Harrisonville was founded in 1837 upon land donated to Cass County by Congress for county purposes, and was named for Congressman Albert G. Harrison, who was instrumental in obtaining the land grant. The area suffered greatly during the American Civil War, though Harrisonville was one of the few places exempted in Union General Thomas Ewing's notorious General Order No. 11 (1863), which ordered the depopulation of three entire Missouri counties and part of a fourth.

In 1972, Harrisonville was the site of escalating tensions between a handful of would-be hippies—mostly Vietnam veterans—and town elders, which culminated in a brief rampage by 25-year-old Charlie "Ootney" Simpson. In the town square, in plain view of onlookers, he killed two police officers and a bystander before shooting himself. The victims were officers Donald Marler and Francis Wirt and local businessman Orville Allen. His motivation turned out to be personal, not political; he had saved money to buy a farm, but the seller had recently backed out of the deal, and Simpson had used the money to bail his friends out of jail.

The Robert A. Brown House, Harrisonville Courthouse Square Historic District, and St. Peter's Episcopal Church are listed on the National Register of Historic Places.
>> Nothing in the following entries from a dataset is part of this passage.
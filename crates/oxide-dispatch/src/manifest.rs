//! JSON route manifests.
//!
//! A manifest declares router settings and target-backed routes:
//!
//! ```json
//! {
//!   "config": { "alias_separator": "|" },
//!   "routes": [
//!     { "verbs": "GET", "pattern": "users/(:num)", "uses": "users@show", "name": "user" },
//!     { "verbs": ["GET", "POST"], "pattern": "login, signin", "uses": "auth@login" }
//!   ],
//!   "controllers": ["admin.users"]
//! }
//! ```

use std::collections::BTreeMap;
use std::path::Path;

use serde::{Deserialize, Serialize};
use serde_json::Value;

use crate::config::RouterConfig;
use crate::error::{DispatchError, Result};
use crate::route::RouteSpec;
use crate::router::{Patterns, Router};
use crate::verb::{Verb, VerbSelector};

/// A single string or a list of strings.
#[derive(Debug, Clone, PartialEq, Eq, Serialize, Deserialize)]
#[serde(untagged)]
pub enum OneOrMany {
    /// A single string.
    One(String),
    /// A list of strings.
    Many(Vec<String>),
}

impl Default for OneOrMany {
    fn default() -> Self {
        Self::One("*".to_string())
    }
}

impl OneOrMany {
    fn verbs(&self) -> Result<VerbSelector> {
        match self {
            Self::One(verb) => VerbSelector::parse(verb),
            Self::Many(verbs) if verbs.iter().any(|v| v.trim() == "*") => Ok(VerbSelector::All),
            Self::Many(verbs) => verbs
                .iter()
                .map(|v| {
                    Verb::parse(v.trim()).ok_or_else(|| {
                        DispatchError::Configuration(format!("unknown verb `{v}`"))
                    })
                })
                .collect::<Result<Vec<_>>>()
                .map(VerbSelector::Only),
        }
    }

    fn patterns(&self) -> Patterns {
        match self {
            Self::One(pattern) => Patterns::One(pattern.clone()),
            Self::Many(patterns) => Patterns::Many(patterns.clone()),
        }
    }
}

/// A route declared in a manifest.
#[derive(Debug, Clone, PartialEq, Serialize, Deserialize)]
pub struct RouteEntry {
    /// Verb, `"*"`, or list of verbs. Defaults to `"*"`.
    #[serde(default)]
    pub verbs: OneOrMany,
    /// Pattern or list of patterns.
    pub pattern: OneOrMany,
    /// Handler target (`target@action`).
    pub uses: Option<String>,
    /// Route name, aliases joined by the alias separator.
    pub name: Option<String>,
    /// Default parameter values.
    #[serde(default)]
    pub defaults: Vec<String>,
    /// Free-form attributes.
    #[serde(default)]
    pub attributes: BTreeMap<String, Value>,
}

impl RouteEntry {
    fn spec(&self) -> RouteSpec {
        let mut spec = self.uses.clone().map_or_else(RouteSpec::new, RouteSpec::target);
        spec.name.clone_from(&self.name);
        if !self.defaults.is_empty() {
            spec = spec.defaults(self.defaults.clone());
        }
        spec.attributes.clone_from(&self.attributes);
        spec
    }
}

/// Router settings plus route declarations.
#[derive(Debug, Clone, Default, PartialEq, Serialize, Deserialize)]
pub struct Manifest {
    /// Router configuration.
    #[serde(default)]
    pub config: RouterConfig,
    /// Declared routes, registered in order.
    #[serde(default)]
    pub routes: Vec<RouteEntry>,
    /// Targets registered through the controller shortcut.
    #[serde(default)]
    pub controllers: Vec<String>,
}

impl Manifest {
    /// Parses a manifest document.
    ///
    /// # Errors
    ///
    /// Fails on malformed JSON.
    pub fn from_json(json: &str) -> Result<Self> {
        Ok(serde_json::from_str(json)?)
    }

    /// Reads and parses a manifest file.
    ///
    /// # Errors
    ///
    /// Fails if the file cannot be read or parsed.
    pub fn from_path(path: impl AsRef<Path>) -> Result<Self> {
        let json = std::fs::read_to_string(path)?;
        Self::from_json(&json)
    }

    /// Builds a router holding every declared route.
    ///
    /// # Errors
    ///
    /// Fails on invalid configuration, unknown verbs, routes without `uses`,
    /// or patterns that do not compile.
    pub fn build(&self) -> Result<Router> {
        let router = Router::with_config(self.config.clone())?;
        for entry in &self.routes {
            router.register(entry.verbs.verbs()?, entry.pattern.patterns(), entry.spec())?;
        }
        router.controller(&self.controllers)?;
        Ok(router)
    }
}

#[cfg(test)]
mod tests {
    use super::*;

    const MANIFEST: &str = r#"{
        "config": { "fallback_action": "index" },
        "routes": [
            { "verbs": "GET", "pattern": "users/(:num)", "uses": "users@show", "name": "user" },
            { "verbs": ["GET", "POST"], "pattern": "login, signin", "uses": "auth@login" },
            { "pattern": ["ping"], "uses": "health@ping", "defaults": ["fast"] }
        ],
        "controllers": ["admin.users"]
    }"#;

    #[test]
    fn test_build_from_manifest() {
        let manifest = Manifest::from_json(MANIFEST).unwrap();
        assert_eq!(manifest.config.fallback_action, "index");

        let router = manifest.build().unwrap();
        let user = router.resolve("GET", "users/5").unwrap();
        assert_eq!(user.route.handler_id(), Some("users@show"));
        assert_eq!(user.params, vec!["5"]);

        assert!(router.resolve("POST", "signin").is_some());
        assert!(router.resolve("PUT", "login").is_none());
        assert_eq!(router.resolve("TRACE", "ping").unwrap().params, vec!["fast"]);

        let admin = router.resolve("DELETE", "admin/users/drop").unwrap();
        assert_eq!(admin.params, vec!["drop"]);
        assert_eq!(router.url_for("user", &["5"]).unwrap(), "/users/5");
    }

    #[test]
    fn test_missing_uses_is_configuration_error() {
        let manifest =
            Manifest::from_json(r#"{ "routes": [ { "pattern": "nowhere" } ] }"#).unwrap();
        assert!(matches!(
            manifest.build(),
            Err(DispatchError::Configuration(_))
        ));
    }

    #[test]
    fn test_unknown_verb_is_configuration_error() {
        let manifest = Manifest::from_json(
            r#"{ "routes": [ { "verbs": ["GET", "FETCH"], "pattern": "x", "uses": "a@b" } ] }"#,
        )
        .unwrap();
        assert!(matches!(
            manifest.build(),
            Err(DispatchError::Configuration(_))
        ));
    }

    #[test]
    fn test_from_path() {
        let dir = tempfile::tempdir().unwrap();
        let path = dir.path().join("routes.json");
        std::fs::write(&path, MANIFEST).unwrap();

        let manifest = Manifest::from_path(&path).unwrap();
        assert_eq!(manifest.routes.len(), 3);
        assert!(matches!(
            Manifest::from_path(dir.path().join("missing.json")),
            Err(DispatchError::Io(_))
        ));
    }
}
A May 2017 report from Missouri State Auditor Nicole Galloway gave the city the lowest possible rating of "poor," citing complex, often overlapping tax districts, contracts awarded without appropriate bidding processes and overuse of money pulled from restricted funds.

My commentary:
This is still very much a small town county seat, and it still has very strong feelings about the Civil War. Along I-49, there is a very moving memorial to the Burnt District - the two-and-a-half counties of Missouri along the Kansas border that were essentially depopulated after the Lawrence Massacre on August 21, 1863. The Courthouse described above still stands and is still used today.

The Person:

From the Wikipedia page for Albert Galliton Harrison: (link)
Albert Galliton Harrison (June 26, 1800 – September 7, 1839) was a three-term United States Representative from Missouri.

Born in Mount Sterling, Kentucky, Harrison graduated from Transylvania University, Lexington, Kentucky, in 1820. He was then admitted to the bar and began his law practice in Mount Sterling. Seven years later, he moved to Fulton, Missouri.

Harrison served as member of the Board of Visitors to the United States Military Academy at West Point in 1828, and from 1829 to 1835 was a member of the commission to settle land titles growing out of Spanish grants.

In 1832, he was elected as a Jacksonian Democratic Representative to the Twenty-fourth Congress (March 4, 1835 – March 3, 1837). Harrison was re-elected as a Democratic Representative to the Twenty-fifth and Twenty-sixth Congresses (March 4, 1837 – September 7, 1839).

Albert G. Harrison died six months into his third term in Fulton, Missouri at the age of 39 in 1839. His remains were interred in the Congressional Cemetery, Washington, D.C.
Year it was dedicated: 1837

Location of Coordinates: City Hall

Related Web address (if available): [Web Link]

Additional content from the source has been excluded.